Stored data entries:
+ + + + +
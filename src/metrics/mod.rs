// Private module declaration
mod server;

use prometheus::{HistogramOpts, HistogramVec, IntCounter, IntCounterVec, Opts, Registry};

pub use server::start_metrics_server;

// ============================================================================
// Metrics Module - Prometheus metrics for observability
// ============================================================================
//
// Covers:
// - Orders placed and line items captured
// - Status transitions by (from, to)
// - Failed order requests by operation
// - Discount quotes by outcome and discounts created
// - Operation latency
//
// Registered with a private Registry and scraped via /metrics
// ============================================================================

pub struct Metrics {
    registry: Registry,

    // Order metrics
    pub orders_placed: IntCounter,
    pub order_line_items: IntCounter,
    pub order_status_transitions: IntCounterVec,
    pub order_requests_failed: IntCounterVec,

    // Discount metrics
    pub discount_quotes: IntCounterVec,
    pub discounts_created: IntCounter,

    // Latency
    pub operation_duration: HistogramVec,
}

impl Metrics {
    pub fn new() -> anyhow::Result<Self> {
        let registry = Registry::new();

        let orders_placed = IntCounter::new("orders_placed_total", "Total orders placed")?;
        registry.register(Box::new(orders_placed.clone()))?;

        let order_line_items = IntCounter::new("order_line_items_total", "Total order lines captured")?;
        registry.register(Box::new(order_line_items.clone()))?;

        let order_status_transitions = IntCounterVec::new(
            Opts::new("order_status_transitions_total", "Order status changes"),
            &["from", "to"],
        )?;
        registry.register(Box::new(order_status_transitions.clone()))?;

        let order_requests_failed = IntCounterVec::new(
            Opts::new("order_requests_failed_total", "Order requests that failed"),
            &["operation"],
        )?;
        registry.register(Box::new(order_requests_failed.clone()))?;

        let discount_quotes = IntCounterVec::new(
            Opts::new("discount_quotes_total", "Discount code validations by outcome"),
            &["outcome"],
        )?;
        registry.register(Box::new(discount_quotes.clone()))?;

        let discounts_created = IntCounter::new("discounts_created_total", "Total discounts created")?;
        registry.register(Box::new(discounts_created.clone()))?;

        let operation_duration = HistogramVec::new(
            HistogramOpts::new("operation_duration_seconds", "Service operation duration")
                .buckets(vec![0.0005, 0.001, 0.005, 0.01, 0.05, 0.1, 0.5, 1.0]),
            &["operation"],
        )?;
        registry.register(Box::new(operation_duration.clone()))?;

        Ok(Self {
            registry,
            orders_placed,
            order_line_items,
            order_status_transitions,
            order_requests_failed,
            discount_quotes,
            discounts_created,
            operation_duration,
        })
    }

    /// Get the Prometheus registry for exposing metrics via HTTP
    pub fn registry(&self) -> &Registry {
        &self.registry
    }

    pub fn record_order_placed(&self, line_count: usize) {
        self.orders_placed.inc();
        self.order_line_items.inc_by(line_count as u64);
    }

    pub fn record_status_transition(&self, from: &str, to: &str) {
        self.order_status_transitions.with_label_values(&[from, to]).inc();
    }

    pub fn record_order_failure(&self, operation: &str) {
        self.order_requests_failed.with_label_values(&[operation]).inc();
    }

    pub fn record_discount_quote(&self, outcome: &str) {
        self.discount_quotes.with_label_values(&[outcome]).inc();
    }

    pub fn record_discount_created(&self) {
        self.discounts_created.inc();
    }

    pub fn observe_duration(&self, operation: &str, duration_secs: f64) {
        self.operation_duration.with_label_values(&[operation]).observe(duration_secs);
    }
}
+ + + + +
Directions for this task: A word-for-word repeat of the full data is needed.

Solution for this problem:
filename src/metrics/mod.rs
// Private module declaration
mod server;

use prometheus::{HistogramOpts, HistogramVec, IntCounter, IntCounterVec, Opts, Registry};

pub use server::start_metrics_server;

// ============================================================================
// Metrics Module - Prometheus metrics for observability
// ============================================================================
//
// Covers:
// - Orders placed and line items captured
// - Status transitions by (from, to)
// - Failed order requests by operation
// - Discount quotes by outcome and discounts created
// - Operation latency
//
// Registered with a private Registry and scraped via /metrics
// ============================================================================

pub struct Metrics {
    registry: Registry,

    // Order metrics
    pub orders_placed: IntCounter,
    pub order_line_items: IntCounter,
    pub order_status_transitions: IntCounterVec,
    pub order_requests_failed: IntCounterVec,

    // Discount metrics
    pub discount_quotes: IntCounterVec,
    pub discounts_created: IntCounter,

    // Latency
    pub operation_duration: HistogramVec,
}

impl Metrics {
    pub fn new() -> anyhow::Result<Self> {
        let registry = Registry::new();

        let orders_placed = IntCounter::new("orders_placed_total", "Total orders placed")?;
        registry.register(Box::new(orders_placed.clone()))?;

        let order_line_items = IntCounter::new("order_line_items_total", "Total order lines captured")?;
        registry.register(Box::new(order_line_items.clone()))?;

        let order_status_transitions = IntCounterVec::new(
            Opts::new("order_status_transitions_total", "Order status changes"),
            &["from", "to"],
        )?;
        registry.register(Box::new(order_status_transitions.clone()))?;

        let order_requests_failed = IntCounterVec::new(
            Opts::new("order_requests_failed_total", "Order requests that failed"),
            &["operation"],
        )?;
        registry.register(Box::new(order_requests_failed.clone()))?;

        let discount_quotes = IntCounterVec::new(
            Opts::new("discount_quotes_total", "Discount code validations by outcome"),
            &["outcome"],
        )?;
        registry.register(Box::new(discount_quotes.clone()))?;

        let discounts_created = IntCounter::new("discounts_created_total", "Total discounts created")?;
        registry.register(Box::new(discounts_created.clone()))?;

        let operation_duration = HistogramVec::new(
            HistogramOpts::new("operation_duration_seconds", "Service operation duration")
                .buckets(vec![0.0005, 0.001, 0.005, 0.01, 0.05, 0.1, 0.5, 1.0]),
            &["operation"],
        )?;
        registry.register(Box::new(operation_duration.clone()))?;

        Ok(Self {
            registry,
            orders_placed,
            order_line_items,
            order_status_transitions,
            order_requests_failed,
            discount_quotes,
            discounts_created,
            operation_duration,
        })
    }

    /// Get the Prometheus registry for exposing metrics via HTTP
    pub fn registry(&self) -> &Registry {
        &self.registry
    }

    pub fn record_order_placed(&self, line_count: usize) {
        self.orders_placed.inc();
        self.order_line_items.inc_by(line_count as u64);
    }

    pub fn record_status_transition(&self, from: &str, to: &str) {
        self.order_status_transitions.with_label_values(&[from, to]).inc();
    }

    pub fn record_order_failure(&self, operation: &str) {
        self.order_requests_failed.with_label_values(&[operation]).inc();
    }

    pub fn record_discount_quote(&self, outcome: &str) {
        self.discount_quotes.with_label_values(&[outcome]).inc();
    }

    pub fn record_discount_created(&self) {
        self.discounts_created.inc();
    }

    pub fn observe_duration(&self, operation: &str, duration_secs: f64) {
        self.operation_duration.with_label_values(&[operation]).observe(duration_secs);
    }
}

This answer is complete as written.